Return only the lines of the listing below that run from the line with "radians conversion factor" through the line with "Convert degrees to radians", both ends included, exactly as written.
"""
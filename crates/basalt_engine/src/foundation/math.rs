//! Math utilities and types
//!
//! Provides fundamental math types for 3D rendering, built on nalgebra.
//!
//! # Coordinate System
//! The engine uses a right-handed, Y-up coordinate system in view space:
//! - X+ = Right
//! - Y+ = Up
//! - Z+ = Toward the viewer (the camera looks down -Z)
//!
//! Projection maps depth to the [0, 1] range expected by the depth test.

pub use nalgebra::{Matrix3, Matrix4, Quaternion, Unit, Vector2, Vector3, Vector4};

/// 2D vector type
pub type Vec2 = Vector2<f32>;

/// 3D vector type
pub type Vec3 = Vector3<f32>;

/// 4D vector type
pub type Vec4 = Vector4<f32>;

/// 3x3 matrix type
pub type Mat3 = Matrix3<f32>;

/// 4x4 matrix type
pub type Mat4 = Matrix4<f32>;

/// Quaternion type for rotations
pub type Quat = Unit<Quaternion<f32>>;

/// Transform representing position, rotation, and scale
#[derive(Debug, Clone, PartialEq)]
pub struct Transform {
    /// Position in 3D space
    pub position: Vec3,

    /// Rotation quaternion
    pub rotation: Quat,

    /// Scale factors
    pub scale: Vec3,
}

impl Default for Transform {
    fn default() -> Self {
        Self {
            position: Vec3::zeros(),
            rotation: Quat::identity(),
            scale: Vec3::new(1.0, 1.0, 1.0),
        }
    }
}

impl Transform {
    /// Create a new identity transform
    pub fn identity() -> Self {
        Self::default()
    }

    /// Create a transform with only position
    pub fn from_position(position: Vec3) -> Self {
        Self {
            position,
            ..Default::default()
        }
    }

    /// Create a transform with position and non-uniform scale
    pub fn from_position_scale(position: Vec3, scale: Vec3) -> Self {
        Self {
            position,
            scale,
            ..Default::default()
        }
    }

    /// Convert to an object-to-world transformation matrix
    pub fn to_matrix(&self) -> Mat4 {
        Mat4::new_translation(&self.position)
            * self.rotation.to_homogeneous()
            * Mat4::new_nonuniform_scaling(&self.scale)
    }
}

/// Math constants
pub mod constants {
    /// Pi constant
    pub const PI: f32 = std::f32::consts::PI;

    /// Degrees to radians conversion factor
    pub const DEG_TO_RAD: f32 = PI / 180.0;

    /// Radians to degrees conversion factor
    pub const RAD_TO_DEG: f32 = 180.0 / PI;
}

/// Math utility functions
pub mod utils {
    use super::{constants, Vec3};

    /// Convert degrees to radians
    pub fn deg_to_rad(degrees: f32) -> f32 {
        degrees * constants::DEG_TO_RAD
    }

    /// Convert radians to degrees
    pub fn rad_to_deg(radians: f32) -> f32 {
        radians * constants::RAD_TO_DEG
    }

    /// Clamp a value between min and max
    pub fn clamp(value: f32, min: f32, max: f32) -> f32 {
        if value < min {
            min
        } else if value > max {
            max
        } else {
            value
        }
    }

    /// Linear interpolation
    pub fn lerp(a: f32, b: f32, t: f32) -> f32 {
        a + (b - a) * t
    }

    /// Reflect an incident vector about a unit normal
    ///
    /// Matches the GLSL `reflect` convention: the incident vector points
    /// toward the surface, and `normal` must be unit length.
    pub fn reflect(incident: &Vec3, normal: &Vec3) -> Vec3 {
        incident - 2.0 * incident.dot(normal) * normal
    }
}

/// Extension trait for Mat4 with rendering-specific constructors
pub trait Mat4Ext {
    /// Create a perspective projection matrix
    ///
    /// Right-handed, camera looking down -Z, depth mapped to [0, 1].
    /// `fov_y` is in radians; `aspect` is width / height.
    fn perspective(fov_y: f32, aspect: f32, near: f32, far: f32) -> Mat4;

    /// Create a look-at view (world-to-camera) matrix
    fn look_at(eye: Vec3, target: Vec3, up: Vec3) -> Mat4;
}

impl Mat4Ext for Mat4 {
    fn perspective(fov_y: f32, aspect: f32, near: f32, far: f32) -> Mat4 {
        let focal = 1.0 / (fov_y * 0.5).tan();

        let mut result = Mat4::zeros();
        result[(0, 0)] = focal / aspect;
        result[(1, 1)] = focal;
        result[(2, 2)] = far / (near - far);
        result[(2, 3)] = (near * far) / (near - far);
        result[(3, 2)] = -1.0; // Perspective divide picks up -z (view space looks down -Z)

        result
    }

    fn look_at(eye: Vec3, target: Vec3, up: Vec3) -> Mat4 {
        let forward = (target - eye).normalize();
        let right = forward.cross(&up).normalize();
        let camera_up = right.cross(&forward);

        let translation = Mat4::new_translation(&-eye);

        let rotation = Mat4::new(
            right.x, right.y, right.z, 0.0,
            camera_up.x, camera_up.y, camera_up.z, 0.0,
            -forward.x, -forward.y, -forward.z, 0.0,
            0.0, 0.0, 0.0, 1.0,
        );

        rotation * translation
    }
}

/// Compute the normal matrix (inverse-transpose) for a model matrix
///
/// Normals must be transformed by the inverse-transpose of the model matrix
/// rather than the model matrix itself, or non-uniform scale would shear
/// them off the surface. Returns `None` for singular model matrices.
pub fn normal_matrix(model: &Mat4) -> Option<Mat4> {
    model.try_inverse().map(|inv| inv.transpose())
}

#[cfg(test)]
mod tests {
    use super::*;
    use approx::assert_relative_eq;

    const EPSILON: f32 = 1e-5;

    #[test]
    fn reflect_bounces_off_a_plane() {
        let incident = Vec3::new(1.0, -1.0, 0.0).normalize();
        let normal = Vec3::new(0.0, 1.0, 0.0);
        let reflected = utils::reflect(&incident, &normal);
        assert_relative_eq!(reflected, Vec3::new(1.0, 1.0, 0.0).normalize(), epsilon = EPSILON);
    }

    #[test]
    fn perspective_maps_near_and_far_to_unit_depth() {
        let proj = Mat4::perspective(utils::deg_to_rad(60.0), 1.0, 0.1, 100.0);

        let near_point = proj * Vec4::new(0.0, 0.0, -0.1, 1.0);
        assert_relative_eq!(near_point.z / near_point.w, 0.0, epsilon = EPSILON);

        let far_point = proj * Vec4::new(0.0, 0.0, -100.0, 1.0);
        assert_relative_eq!(far_point.z / far_point.w, 1.0, epsilon = EPSILON);
    }

    #[test]
    fn look_at_places_eye_at_view_origin() {
        let view = Mat4::look_at(
            Vec3::new(3.0, 2.0, 5.0),
            Vec3::zeros(),
            Vec3::new(0.0, 1.0, 0.0),
        );
        let eye_in_view = view * Vec4::new(3.0, 2.0, 5.0, 1.0);
        assert_relative_eq!(eye_in_view.xyz(), Vec3::zeros(), epsilon = EPSILON);
    }

    #[test]
    fn look_at_faces_negative_z() {
        let view = Mat4::look_at(
            Vec3::new(0.0, 0.0, 5.0),
            Vec3::zeros(),
            Vec3::new(0.0, 1.0, 0.0),
        );
        // The target lies in front of the camera, along -Z in view space.
        let target_in_view = view * Vec4::new(0.0, 0.0, 0.0, 1.0);
        assert_relative_eq!(target_in_view.xyz(), Vec3::new(0.0, 0.0, -5.0), epsilon = EPSILON);
    }

    #[test]
    fn normal_matrix_preserves_orthogonality_under_nonuniform_scale() {
        let model = Mat4::new_nonuniform_scaling(&Vec3::new(2.0, 1.0, 0.25))
            * Mat4::from_axis_angle(&Vec3::y_axis(), 0.7);

        // A surface tangent/normal pair that starts out perpendicular.
        let tangent = Vec3::new(1.0, 0.0, 0.0);
        let normal = Vec3::new(0.0, 0.0, 1.0);

        let world_tangent = model.transform_vector(&tangent);
        let world_normal = normal_matrix(&model)
            .expect("model matrix is invertible")
            .transform_vector(&normal);

        assert_relative_eq!(world_tangent.dot(&world_normal), 0.0, epsilon = EPSILON);

        // The naive transform does not preserve perpendicularity here.
        let naive_normal = model.transform_vector(&normal);
        assert!(world_tangent.dot(&naive_normal).abs() > 0.1);
    }
}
"""
ANSWER TO THIS EXERCISE:
    /// Degrees to radians conversion factor
    pub const DEG_TO_RAD: f32 = PI / 180.0;

    /// Radians to degrees conversion factor
    pub const RAD_TO_DEG: f32 = 180.0 / PI;
}

/// Math utility functions
pub mod utils {
    use super::{constants, Vec3};

    /// Convert degrees to radians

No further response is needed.